Irene Cortese, M.D.

Dr. Irene Cortese
Assistant Clinical Investigator
Address
Experimental Immunotherapeutics Unit

BG 10 RM 5C103
10 CENTER DR
BETHESDA MD 20814

Dr. Cortese is the director of the newly established Experimental Immunotherapeutics Unit, or EIU.  She was previously the Director of the NINDS Neuroimmunology Clinic from 2013-2021.  Dr. Cortese received her medical degree and completed a neurology residency from the Universita’ di Roma Tor Vergata in Rome, Italy. She subsequently completed a fellowship in neuroimmunology at NIH, and then obtained ECFMG certification Neurology Residency at Johns Hopkins Hospital.

Following residency, she was accepted to the Clinical Neurophysiology Fellowship at Johns Hopkins Hospital; this fellowship was carried contemporaneous to a part-time Clinical Neuroimmunology Fellowship at NIH. Following completion of her fellowships, she became a Staff Clinician at NIH. In 2011, she was made head of the Clinical Group in the Neuroimmunology Branch, and in 2013 she was made Director of the then newly established Neuroimmunology Clinic.
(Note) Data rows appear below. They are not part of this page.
//! Storage and serialization collaborators.
//!
//! A [`StorageSlot`] is one named durable value that is read and written as a
//! whole. The engine never interprets the bytes itself; a [`Codec`] turns
//! values into bytes and back.

use crate::error::{Result, TelemetryError};
use serde::de::DeserializeOwned;
use serde::Serialize;
use std::fs::{self, File};
use std::io::{ErrorKind, Write};
use std::path::{Path, PathBuf};
use std::sync::atomic::{AtomicBool, AtomicUsize, Ordering};
use std::sync::{Arc, Mutex, PoisonError};
use std::time::Duration;

/// A single named durable slot.
pub trait StorageSlot: Send + Sync {
    /// Name used in logs and errors.
    fn name(&self) -> &str;

    /// Read the whole value, or `None` if nothing has been written yet.
    fn read(&self) -> Result<Option<Vec<u8>>>;

    /// Replace the whole value. Readers see either the old or the new bytes.
    fn write(&self, bytes: &[u8]) -> Result<()>;
}

/// Value <-> bytes conversion.
pub trait Codec: Send + Sync {
    fn encode<T: Serialize>(&self, value: &T) -> Result<Vec<u8>>;
    fn decode<T: DeserializeOwned>(&self, bytes: &[u8]) -> Result<T>;
}

/// Pretty-printed JSON.
#[derive(Debug, Clone, Copy, Default)]
pub struct JsonCodec;

impl Codec for JsonCodec {
    fn encode<T: Serialize>(&self, value: &T) -> Result<Vec<u8>> {
        Ok(serde_json::to_vec_pretty(value)?)
    }

    fn decode<T: DeserializeOwned>(&self, bytes: &[u8]) -> Result<T> {
        Ok(serde_json::from_slice(bytes)?)
    }
}

/// A slot backed by one file on disk.
///
/// Writes go to a hidden sibling temp file which is synced and then renamed
/// over the target.
#[derive(Debug, Clone)]
pub struct FileSlot {
    path: PathBuf,
    name: String,
}

impl FileSlot {
    pub fn new(path: impl Into<PathBuf>) -> Self {
        let path = path.into();
        let name = path.display().to_string();
        Self { path, name }
    }

    pub fn path(&self) -> &Path {
        &self.path
    }

    fn temp_path(&self) -> PathBuf {
        let file_name = self
            .path
            .file_name()
            .map(|n| n.to_string_lossy().into_owned())
            .unwrap_or_else(|| "slot".into());
        self.path.with_file_name(format!(".{}.tmp", file_name))
    }

    fn io_err(&self, e: std::io::Error) -> TelemetryError {
        TelemetryError::storage(self.name.clone(), e)
    }
}

impl StorageSlot for FileSlot {
    fn name(&self) -> &str {
        &self.name
    }

    fn read(&self) -> Result<Option<Vec<u8>>> {
        match fs::read(&self.path) {
            Ok(bytes) => Ok(Some(bytes)),
            Err(e) if e.kind() == ErrorKind::NotFound => Ok(None),
            Err(e) => Err(self.io_err(e)),
        }
    }

    fn write(&self, bytes: &[u8]) -> Result<()> {
        if let Some(parent) = self.path.parent() {
            fs::create_dir_all(parent).map_err(|e| self.io_err(e))?;
        }
        let tmp = self.temp_path();
        let result = (|| {
            let mut file = File::create(&tmp)?;
            file.write_all(bytes)?;
            file.sync_all()?;
            fs::rename(&tmp, &self.path)
        })();
        if let Err(e) = result {
            let _ = fs::remove_file(&tmp);
            return Err(self.io_err(e));
        }
        tracing::debug!(slot = %self.name, bytes = bytes.len(), "slot written");
        Ok(())
    }
}

/// An in-memory slot. Clones share contents.
///
/// Can be told to fail (simulating unavailable storage) or to sleep on each
/// access (simulating slow storage).
#[derive(Debug, Clone, Default)]
pub struct MemorySlot {
    inner: Arc<Mutex<Option<Vec<u8>>>>,
    failing: Arc<AtomicBool>,
    writes: Arc<AtomicUsize>,
    latency: Option<Duration>,
}

impl MemorySlot {
    pub fn new() -> Self {
        Self::default()
    }

    pub fn with_latency(latency: Duration) -> Self {
        Self {
            latency: Some(latency),
            ..Self::default()
        }
    }

    pub fn set_failing(&self, failing: bool) {
        self.failing.store(failing, Ordering::SeqCst);
    }

    /// Number of successful writes so far.
    pub fn writes(&self) -> usize {
        self.writes.load(Ordering::SeqCst)
    }

    pub fn contents(&self) -> Option<Vec<u8>> {
        self.inner
            .lock()
            .unwrap_or_else(PoisonError::into_inner)
            .clone()
    }

    fn check(&self) -> Result<()> {
        if let Some(latency) = self.latency {
            std::thread::sleep(latency);
        }
        if self.failing.load(Ordering::SeqCst) {
            return Err(TelemetryError::storage(
                "memory",
                std::io::Error::other("memory slot marked unavailable"),
            ));
        }
        Ok(())
    }
}

impl StorageSlot for MemorySlot {
    fn name(&self) -> &str {
        "memory"
    }

    fn read(&self) -> Result<Option<Vec<u8>>> {
        self.check()?;
        Ok(self.contents())
    }

    fn write(&self, bytes: &[u8]) -> Result<()> {
        self.check()?;
        *self.inner.lock().unwrap_or_else(PoisonError::into_inner) = Some(bytes.to_vec());
        self.writes.fetch_add(1, Ordering::SeqCst);
        Ok(())
    }
}

#[cfg(test)]
mod tests {
    use super::*;
    use crate::types::{ServerAggregateHistory, SessionSummary};

    #[test]
    fn test_file_slot_missing_reads_none() {
        let dir = tempfile::tempdir().unwrap();
        let slot = FileSlot::new(dir.path().join("server_data.json"));
        assert!(slot.read().unwrap().is_none());
    }

    #[test]
    fn test_file_slot_write_replaces_contents() {
        let dir = tempfile::tempdir().unwrap();
        let slot = FileSlot::new(dir.path().join("nested").join("server_data.json"));

        slot.write(b"first").unwrap();
        slot.write(b"second").unwrap();
        assert_eq!(slot.read().unwrap().unwrap(), b"second");

        // No temp file left behind.
        let leftovers: Vec<_> = std::fs::read_dir(dir.path().join("nested"))
            .unwrap()
            .filter_map(|e| e.ok())
            .filter(|e| e.file_name().to_string_lossy().ends_with(".tmp"))
            .collect();
        assert!(leftovers.is_empty());
    }

    #[test]
    fn test_file_slot_unreadable_is_storage_error() {
        let dir = tempfile::tempdir().unwrap();
        // A directory where a file is expected.
        let slot = FileSlot::new(dir.path());
        let err = slot.read().unwrap_err();
        assert!(err.is_storage());
    }

    #[test]
    fn test_memory_slot_failure_mode() {
        let slot = MemorySlot::new();
        slot.write(b"ok").unwrap();
        slot.set_failing(true);
        assert!(slot.read().unwrap_err().is_storage());
        assert!(slot.write(b"lost").unwrap_err().is_storage());
        slot.set_failing(false);
        assert_eq!(slot.read().unwrap().unwrap(), b"ok");
        assert_eq!(slot.writes(), 1);
    }

    #[test]
    fn test_json_codec_history() {
        let mut history = ServerAggregateHistory::default();
        history.push_summary(SessionSummary::new(3, 4));

        let bytes = JsonCodec.encode(&history).unwrap();
        let decoded: ServerAggregateHistory = JsonCodec.decode(&bytes).unwrap();
        assert_eq!(decoded, history);

        let err = JsonCodec
            .decode::<ServerAggregateHistory>(b"not json")
            .unwrap_err();
        assert!(matches!(err, TelemetryError::Codec(_)));
    }
}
In 2021 she was appointed Assistant Clinical Investigator and Head of the Experimental Immunotherapeutics Unit.

Our lab is focused on the study of a rare infection of the central nervous system called progressive multifocal leukoencephalopathy or PML. PML is caused by the JC virus, a common virus that does not cause illness in healthy people, but can lead to fatal disease in patients who are immune compromised.

The overarching goal of our lab is the translation of basic virological and immunological mechanisms associated with JCV infection to immunotherapeutic strategies of JCV-related disease.   Our PML Natural History Study serves as a platform for characterizing host factors that affect susceptibility to JCV reactivation and PML and for the development of novel treatment strategies.  Importantly this study has also enabled development of imaging and laboratory biomarkers of disease progression, which we have applied to early phase clinical trials.